***** Supplied data *****
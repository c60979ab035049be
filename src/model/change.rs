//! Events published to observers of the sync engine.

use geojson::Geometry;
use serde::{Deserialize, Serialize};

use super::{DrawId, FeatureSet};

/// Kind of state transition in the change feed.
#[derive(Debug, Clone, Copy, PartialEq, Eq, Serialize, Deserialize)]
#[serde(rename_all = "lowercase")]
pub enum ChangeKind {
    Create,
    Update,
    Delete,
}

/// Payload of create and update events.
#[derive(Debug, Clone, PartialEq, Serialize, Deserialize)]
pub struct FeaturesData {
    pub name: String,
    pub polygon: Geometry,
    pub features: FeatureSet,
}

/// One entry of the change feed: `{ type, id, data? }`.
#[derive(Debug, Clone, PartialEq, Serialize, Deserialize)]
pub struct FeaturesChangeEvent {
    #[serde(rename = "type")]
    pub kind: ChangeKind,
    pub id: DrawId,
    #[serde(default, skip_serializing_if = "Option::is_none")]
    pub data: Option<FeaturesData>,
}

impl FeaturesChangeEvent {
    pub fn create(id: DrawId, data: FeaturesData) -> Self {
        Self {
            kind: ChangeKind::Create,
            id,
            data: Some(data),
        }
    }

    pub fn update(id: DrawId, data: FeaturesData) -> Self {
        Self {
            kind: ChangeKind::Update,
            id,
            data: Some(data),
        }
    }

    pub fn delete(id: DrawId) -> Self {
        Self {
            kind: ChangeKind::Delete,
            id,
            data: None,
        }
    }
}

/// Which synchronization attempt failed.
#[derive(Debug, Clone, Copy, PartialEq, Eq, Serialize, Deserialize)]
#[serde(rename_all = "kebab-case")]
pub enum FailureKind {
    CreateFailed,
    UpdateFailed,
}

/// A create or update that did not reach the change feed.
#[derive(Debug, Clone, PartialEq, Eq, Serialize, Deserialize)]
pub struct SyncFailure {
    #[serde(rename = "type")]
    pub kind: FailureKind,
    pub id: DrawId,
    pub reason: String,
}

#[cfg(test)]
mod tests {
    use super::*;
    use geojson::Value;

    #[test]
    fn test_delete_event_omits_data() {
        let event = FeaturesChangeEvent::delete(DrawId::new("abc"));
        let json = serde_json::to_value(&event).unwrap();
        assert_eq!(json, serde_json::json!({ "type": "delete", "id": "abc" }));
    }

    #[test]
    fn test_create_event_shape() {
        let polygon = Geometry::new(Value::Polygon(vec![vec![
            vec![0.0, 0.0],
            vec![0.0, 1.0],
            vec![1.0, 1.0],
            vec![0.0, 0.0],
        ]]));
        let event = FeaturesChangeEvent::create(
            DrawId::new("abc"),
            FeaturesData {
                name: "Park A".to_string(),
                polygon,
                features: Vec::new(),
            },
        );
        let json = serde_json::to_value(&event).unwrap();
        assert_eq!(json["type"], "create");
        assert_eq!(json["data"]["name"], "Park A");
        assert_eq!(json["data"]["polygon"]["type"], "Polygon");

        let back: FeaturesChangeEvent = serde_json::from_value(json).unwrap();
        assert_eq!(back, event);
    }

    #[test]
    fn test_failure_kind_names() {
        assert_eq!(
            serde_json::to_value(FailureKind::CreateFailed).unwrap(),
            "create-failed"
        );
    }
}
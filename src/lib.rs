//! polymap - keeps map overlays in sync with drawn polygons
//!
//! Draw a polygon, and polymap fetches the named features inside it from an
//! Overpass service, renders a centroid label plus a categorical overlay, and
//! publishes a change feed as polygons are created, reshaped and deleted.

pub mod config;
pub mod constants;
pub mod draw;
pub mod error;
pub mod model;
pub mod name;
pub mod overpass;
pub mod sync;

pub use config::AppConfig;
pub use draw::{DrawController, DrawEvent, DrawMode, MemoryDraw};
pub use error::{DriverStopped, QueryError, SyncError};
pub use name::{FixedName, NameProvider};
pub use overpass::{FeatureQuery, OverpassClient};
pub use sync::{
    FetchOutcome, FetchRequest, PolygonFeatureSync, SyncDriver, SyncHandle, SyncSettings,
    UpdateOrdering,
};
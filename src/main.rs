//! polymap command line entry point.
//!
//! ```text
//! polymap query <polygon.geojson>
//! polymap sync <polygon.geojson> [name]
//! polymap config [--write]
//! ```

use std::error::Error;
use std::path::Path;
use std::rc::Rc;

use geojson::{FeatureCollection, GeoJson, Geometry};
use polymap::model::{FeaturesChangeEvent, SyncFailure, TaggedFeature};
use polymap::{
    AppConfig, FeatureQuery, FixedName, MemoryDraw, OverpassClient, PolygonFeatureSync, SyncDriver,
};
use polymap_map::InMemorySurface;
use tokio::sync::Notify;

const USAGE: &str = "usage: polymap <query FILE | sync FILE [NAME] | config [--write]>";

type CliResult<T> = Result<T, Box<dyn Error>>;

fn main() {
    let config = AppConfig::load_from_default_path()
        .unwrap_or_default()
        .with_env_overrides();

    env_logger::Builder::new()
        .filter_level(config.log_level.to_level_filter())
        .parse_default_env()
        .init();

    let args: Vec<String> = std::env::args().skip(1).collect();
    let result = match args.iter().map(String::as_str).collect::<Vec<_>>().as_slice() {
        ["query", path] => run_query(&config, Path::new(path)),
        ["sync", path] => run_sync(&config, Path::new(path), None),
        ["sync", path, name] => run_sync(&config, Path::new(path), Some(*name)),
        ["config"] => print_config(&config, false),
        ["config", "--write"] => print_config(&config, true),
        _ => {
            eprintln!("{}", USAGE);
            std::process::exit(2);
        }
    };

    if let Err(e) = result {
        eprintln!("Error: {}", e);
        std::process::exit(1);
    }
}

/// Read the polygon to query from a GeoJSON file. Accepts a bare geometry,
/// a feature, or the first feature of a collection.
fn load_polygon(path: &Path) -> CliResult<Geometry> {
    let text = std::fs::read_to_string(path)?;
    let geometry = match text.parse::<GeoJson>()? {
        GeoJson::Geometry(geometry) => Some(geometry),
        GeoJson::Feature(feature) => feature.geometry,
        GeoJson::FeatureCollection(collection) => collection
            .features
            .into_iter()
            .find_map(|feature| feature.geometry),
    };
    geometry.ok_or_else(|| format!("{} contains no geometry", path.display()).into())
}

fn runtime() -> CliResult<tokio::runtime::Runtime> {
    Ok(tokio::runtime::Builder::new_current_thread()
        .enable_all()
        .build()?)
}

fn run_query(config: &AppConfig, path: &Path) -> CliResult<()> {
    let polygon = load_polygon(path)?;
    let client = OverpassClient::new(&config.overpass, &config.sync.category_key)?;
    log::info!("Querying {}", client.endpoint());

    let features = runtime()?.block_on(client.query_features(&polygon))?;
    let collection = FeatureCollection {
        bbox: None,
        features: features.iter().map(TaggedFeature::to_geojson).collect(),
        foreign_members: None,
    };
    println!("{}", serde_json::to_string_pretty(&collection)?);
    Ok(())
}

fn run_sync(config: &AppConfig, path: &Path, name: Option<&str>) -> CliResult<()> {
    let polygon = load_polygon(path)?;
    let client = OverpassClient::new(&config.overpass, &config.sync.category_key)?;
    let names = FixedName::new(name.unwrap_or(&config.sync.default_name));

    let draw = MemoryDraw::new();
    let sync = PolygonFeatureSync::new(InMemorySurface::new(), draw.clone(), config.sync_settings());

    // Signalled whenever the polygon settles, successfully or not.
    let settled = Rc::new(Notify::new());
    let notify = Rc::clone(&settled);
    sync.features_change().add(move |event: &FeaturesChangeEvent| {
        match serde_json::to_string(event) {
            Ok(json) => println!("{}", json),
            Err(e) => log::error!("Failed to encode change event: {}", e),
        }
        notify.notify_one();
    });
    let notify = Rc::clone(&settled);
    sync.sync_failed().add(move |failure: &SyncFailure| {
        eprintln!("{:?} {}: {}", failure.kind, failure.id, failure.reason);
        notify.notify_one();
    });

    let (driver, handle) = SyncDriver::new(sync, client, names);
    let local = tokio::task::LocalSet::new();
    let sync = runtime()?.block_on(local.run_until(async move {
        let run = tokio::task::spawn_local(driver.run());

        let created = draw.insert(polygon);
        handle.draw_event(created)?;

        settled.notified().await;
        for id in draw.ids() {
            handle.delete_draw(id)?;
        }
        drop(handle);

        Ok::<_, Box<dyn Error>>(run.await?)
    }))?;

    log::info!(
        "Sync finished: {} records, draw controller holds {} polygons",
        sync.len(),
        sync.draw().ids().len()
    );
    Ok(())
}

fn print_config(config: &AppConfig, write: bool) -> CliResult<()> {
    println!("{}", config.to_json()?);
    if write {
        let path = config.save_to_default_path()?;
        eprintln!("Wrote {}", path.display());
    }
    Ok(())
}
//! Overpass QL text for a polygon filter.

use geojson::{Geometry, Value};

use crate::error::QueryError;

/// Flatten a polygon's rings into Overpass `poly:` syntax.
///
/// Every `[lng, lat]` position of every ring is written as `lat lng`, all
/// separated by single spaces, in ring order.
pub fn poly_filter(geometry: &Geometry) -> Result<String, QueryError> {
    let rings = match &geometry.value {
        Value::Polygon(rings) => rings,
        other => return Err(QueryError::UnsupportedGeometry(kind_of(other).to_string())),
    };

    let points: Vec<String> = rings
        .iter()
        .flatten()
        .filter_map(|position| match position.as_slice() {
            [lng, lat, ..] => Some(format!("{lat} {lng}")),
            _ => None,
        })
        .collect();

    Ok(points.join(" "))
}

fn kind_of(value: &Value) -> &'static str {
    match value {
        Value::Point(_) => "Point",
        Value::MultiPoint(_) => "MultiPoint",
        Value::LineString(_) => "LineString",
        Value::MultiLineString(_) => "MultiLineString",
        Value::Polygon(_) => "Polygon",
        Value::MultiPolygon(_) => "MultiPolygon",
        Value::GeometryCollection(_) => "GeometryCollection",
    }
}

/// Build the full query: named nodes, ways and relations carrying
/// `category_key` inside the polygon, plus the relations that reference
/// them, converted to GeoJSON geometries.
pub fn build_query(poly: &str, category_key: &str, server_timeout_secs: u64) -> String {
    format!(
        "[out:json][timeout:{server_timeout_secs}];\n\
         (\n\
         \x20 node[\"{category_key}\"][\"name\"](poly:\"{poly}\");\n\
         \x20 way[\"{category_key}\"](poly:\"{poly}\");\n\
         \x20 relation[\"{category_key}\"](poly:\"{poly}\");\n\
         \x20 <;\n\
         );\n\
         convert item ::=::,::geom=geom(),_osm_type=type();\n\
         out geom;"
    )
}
*****
***** Supplied data *****
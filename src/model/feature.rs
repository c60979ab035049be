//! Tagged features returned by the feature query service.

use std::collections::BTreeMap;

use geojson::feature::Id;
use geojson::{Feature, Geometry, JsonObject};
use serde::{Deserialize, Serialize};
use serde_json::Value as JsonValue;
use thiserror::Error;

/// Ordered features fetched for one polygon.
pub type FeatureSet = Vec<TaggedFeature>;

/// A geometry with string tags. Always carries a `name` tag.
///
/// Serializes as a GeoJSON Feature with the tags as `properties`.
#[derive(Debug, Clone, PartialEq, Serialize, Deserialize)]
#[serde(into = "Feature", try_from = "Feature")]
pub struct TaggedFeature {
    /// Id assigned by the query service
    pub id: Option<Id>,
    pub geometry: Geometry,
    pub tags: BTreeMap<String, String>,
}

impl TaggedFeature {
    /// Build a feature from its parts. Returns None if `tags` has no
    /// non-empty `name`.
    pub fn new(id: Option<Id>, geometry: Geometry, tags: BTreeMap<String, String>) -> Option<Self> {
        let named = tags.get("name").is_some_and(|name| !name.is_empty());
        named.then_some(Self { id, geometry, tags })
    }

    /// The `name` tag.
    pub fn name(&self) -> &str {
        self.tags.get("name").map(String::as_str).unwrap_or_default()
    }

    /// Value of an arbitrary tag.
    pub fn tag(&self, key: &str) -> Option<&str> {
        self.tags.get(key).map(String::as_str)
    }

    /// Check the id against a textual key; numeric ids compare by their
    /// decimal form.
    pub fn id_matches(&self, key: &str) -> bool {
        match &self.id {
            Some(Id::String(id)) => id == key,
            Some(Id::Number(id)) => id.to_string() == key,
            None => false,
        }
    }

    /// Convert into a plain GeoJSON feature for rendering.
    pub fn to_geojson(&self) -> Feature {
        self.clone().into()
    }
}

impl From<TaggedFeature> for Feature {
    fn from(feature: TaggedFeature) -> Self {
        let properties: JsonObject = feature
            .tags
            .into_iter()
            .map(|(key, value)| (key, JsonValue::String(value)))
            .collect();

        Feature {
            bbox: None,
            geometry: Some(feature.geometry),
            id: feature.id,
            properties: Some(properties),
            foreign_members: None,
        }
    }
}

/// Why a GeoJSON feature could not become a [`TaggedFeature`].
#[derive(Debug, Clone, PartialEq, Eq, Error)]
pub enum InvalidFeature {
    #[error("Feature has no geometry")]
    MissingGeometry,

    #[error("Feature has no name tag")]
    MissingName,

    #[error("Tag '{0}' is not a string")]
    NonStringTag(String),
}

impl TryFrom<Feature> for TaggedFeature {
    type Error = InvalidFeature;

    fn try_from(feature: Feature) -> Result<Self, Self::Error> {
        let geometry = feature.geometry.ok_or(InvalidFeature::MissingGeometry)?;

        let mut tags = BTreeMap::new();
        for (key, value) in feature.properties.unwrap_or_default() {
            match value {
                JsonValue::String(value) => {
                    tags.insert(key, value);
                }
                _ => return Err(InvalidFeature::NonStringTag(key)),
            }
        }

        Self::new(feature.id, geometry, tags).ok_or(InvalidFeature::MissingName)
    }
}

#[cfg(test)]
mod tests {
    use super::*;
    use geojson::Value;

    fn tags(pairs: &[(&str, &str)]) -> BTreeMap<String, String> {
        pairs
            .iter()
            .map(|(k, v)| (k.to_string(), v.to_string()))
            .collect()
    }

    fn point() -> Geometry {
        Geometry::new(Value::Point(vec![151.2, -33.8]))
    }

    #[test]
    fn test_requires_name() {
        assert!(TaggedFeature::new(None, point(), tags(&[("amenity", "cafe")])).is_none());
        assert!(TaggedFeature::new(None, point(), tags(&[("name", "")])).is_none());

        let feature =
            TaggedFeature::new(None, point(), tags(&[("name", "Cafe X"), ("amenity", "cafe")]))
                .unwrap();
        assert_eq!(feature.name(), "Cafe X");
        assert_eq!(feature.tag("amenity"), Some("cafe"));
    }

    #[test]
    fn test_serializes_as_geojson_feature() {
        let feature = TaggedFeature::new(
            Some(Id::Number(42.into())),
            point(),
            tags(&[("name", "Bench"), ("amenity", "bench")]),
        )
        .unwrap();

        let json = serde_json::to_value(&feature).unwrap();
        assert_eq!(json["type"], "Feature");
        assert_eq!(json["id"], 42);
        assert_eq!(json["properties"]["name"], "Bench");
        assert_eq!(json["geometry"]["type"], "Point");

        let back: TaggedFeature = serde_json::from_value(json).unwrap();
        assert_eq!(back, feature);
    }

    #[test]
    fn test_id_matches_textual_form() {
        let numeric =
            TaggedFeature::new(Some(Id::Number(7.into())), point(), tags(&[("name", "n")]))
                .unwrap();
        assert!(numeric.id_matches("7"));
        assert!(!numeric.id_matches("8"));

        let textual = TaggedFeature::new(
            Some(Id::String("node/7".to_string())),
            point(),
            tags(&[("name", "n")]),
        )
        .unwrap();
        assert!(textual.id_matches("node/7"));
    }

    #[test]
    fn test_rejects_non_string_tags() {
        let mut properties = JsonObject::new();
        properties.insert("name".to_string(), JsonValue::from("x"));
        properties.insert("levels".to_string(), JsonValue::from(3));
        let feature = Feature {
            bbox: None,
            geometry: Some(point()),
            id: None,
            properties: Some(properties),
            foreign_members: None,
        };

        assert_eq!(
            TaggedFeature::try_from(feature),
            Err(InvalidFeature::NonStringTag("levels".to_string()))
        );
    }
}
*****
***** Supplied data *****
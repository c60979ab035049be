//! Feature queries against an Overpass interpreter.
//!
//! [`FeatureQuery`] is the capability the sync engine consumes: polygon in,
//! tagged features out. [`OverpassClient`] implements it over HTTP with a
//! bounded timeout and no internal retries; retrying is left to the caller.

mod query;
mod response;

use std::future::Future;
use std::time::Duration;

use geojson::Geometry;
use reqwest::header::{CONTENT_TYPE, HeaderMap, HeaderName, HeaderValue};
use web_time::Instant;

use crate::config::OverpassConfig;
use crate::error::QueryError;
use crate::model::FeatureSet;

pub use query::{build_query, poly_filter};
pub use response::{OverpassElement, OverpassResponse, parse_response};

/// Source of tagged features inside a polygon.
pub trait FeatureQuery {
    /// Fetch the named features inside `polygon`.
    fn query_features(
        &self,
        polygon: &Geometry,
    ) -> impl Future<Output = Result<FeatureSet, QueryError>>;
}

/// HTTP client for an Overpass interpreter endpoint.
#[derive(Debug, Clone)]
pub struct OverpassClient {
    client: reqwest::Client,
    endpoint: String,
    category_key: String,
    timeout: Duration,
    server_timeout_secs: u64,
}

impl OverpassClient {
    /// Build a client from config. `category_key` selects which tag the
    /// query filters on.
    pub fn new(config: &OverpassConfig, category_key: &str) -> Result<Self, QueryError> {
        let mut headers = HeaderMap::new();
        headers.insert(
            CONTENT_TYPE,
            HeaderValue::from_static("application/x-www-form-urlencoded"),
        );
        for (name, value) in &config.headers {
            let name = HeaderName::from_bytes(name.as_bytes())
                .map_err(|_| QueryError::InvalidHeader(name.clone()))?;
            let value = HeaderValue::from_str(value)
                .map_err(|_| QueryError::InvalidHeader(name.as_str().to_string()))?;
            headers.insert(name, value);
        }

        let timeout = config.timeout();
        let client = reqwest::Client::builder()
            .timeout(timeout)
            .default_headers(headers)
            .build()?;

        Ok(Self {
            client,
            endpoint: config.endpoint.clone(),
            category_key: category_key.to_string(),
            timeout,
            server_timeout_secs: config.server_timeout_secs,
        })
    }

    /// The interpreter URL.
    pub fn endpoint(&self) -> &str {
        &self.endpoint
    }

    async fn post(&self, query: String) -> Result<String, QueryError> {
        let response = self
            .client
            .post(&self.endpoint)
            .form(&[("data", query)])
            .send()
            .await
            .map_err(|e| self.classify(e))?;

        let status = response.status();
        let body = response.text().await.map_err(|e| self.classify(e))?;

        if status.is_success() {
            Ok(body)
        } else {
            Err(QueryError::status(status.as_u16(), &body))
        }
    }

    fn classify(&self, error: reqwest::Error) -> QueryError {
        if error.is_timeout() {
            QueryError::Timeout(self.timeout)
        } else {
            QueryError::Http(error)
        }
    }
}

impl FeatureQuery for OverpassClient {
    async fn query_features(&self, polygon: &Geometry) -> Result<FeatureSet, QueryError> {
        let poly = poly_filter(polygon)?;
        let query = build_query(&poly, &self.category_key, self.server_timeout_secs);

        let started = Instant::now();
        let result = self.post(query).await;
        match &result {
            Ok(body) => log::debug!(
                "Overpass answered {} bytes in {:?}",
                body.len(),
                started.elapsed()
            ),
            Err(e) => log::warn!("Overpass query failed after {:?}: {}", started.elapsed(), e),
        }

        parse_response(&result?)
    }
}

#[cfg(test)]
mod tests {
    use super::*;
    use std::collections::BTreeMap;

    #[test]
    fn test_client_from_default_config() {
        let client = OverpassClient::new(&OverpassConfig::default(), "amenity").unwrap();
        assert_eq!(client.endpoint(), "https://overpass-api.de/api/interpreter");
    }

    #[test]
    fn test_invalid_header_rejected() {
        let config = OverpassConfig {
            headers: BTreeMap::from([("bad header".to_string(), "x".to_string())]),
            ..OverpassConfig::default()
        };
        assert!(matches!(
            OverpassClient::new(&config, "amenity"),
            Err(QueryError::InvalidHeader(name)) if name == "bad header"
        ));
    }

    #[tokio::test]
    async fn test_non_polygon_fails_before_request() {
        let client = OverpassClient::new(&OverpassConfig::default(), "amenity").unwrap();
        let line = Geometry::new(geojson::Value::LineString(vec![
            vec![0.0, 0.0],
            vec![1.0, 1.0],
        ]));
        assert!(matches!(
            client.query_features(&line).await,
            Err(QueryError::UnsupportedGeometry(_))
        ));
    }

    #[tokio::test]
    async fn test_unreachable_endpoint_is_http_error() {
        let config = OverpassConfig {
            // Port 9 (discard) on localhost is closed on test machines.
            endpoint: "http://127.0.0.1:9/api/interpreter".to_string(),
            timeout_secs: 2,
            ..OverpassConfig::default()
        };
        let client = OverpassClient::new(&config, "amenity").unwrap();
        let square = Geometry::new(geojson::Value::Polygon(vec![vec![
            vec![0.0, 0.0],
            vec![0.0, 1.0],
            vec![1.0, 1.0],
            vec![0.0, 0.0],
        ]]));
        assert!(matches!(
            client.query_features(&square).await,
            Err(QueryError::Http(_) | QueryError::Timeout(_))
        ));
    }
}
*****
## [What you are asked to do]
Note every line of the records that holds the word "interpreter", and copy it.

## [Response area]
//! Feature queries against an Overpass interpreter.
/// HTTP client for an Overpass interpreter endpoint.
    /// The interpreter URL.
        assert_eq!(client.endpoint(), "https://overpass-api.de/api/interpreter");
            endpoint: "http://127.0.0.1:9/api/interpreter".to_string(),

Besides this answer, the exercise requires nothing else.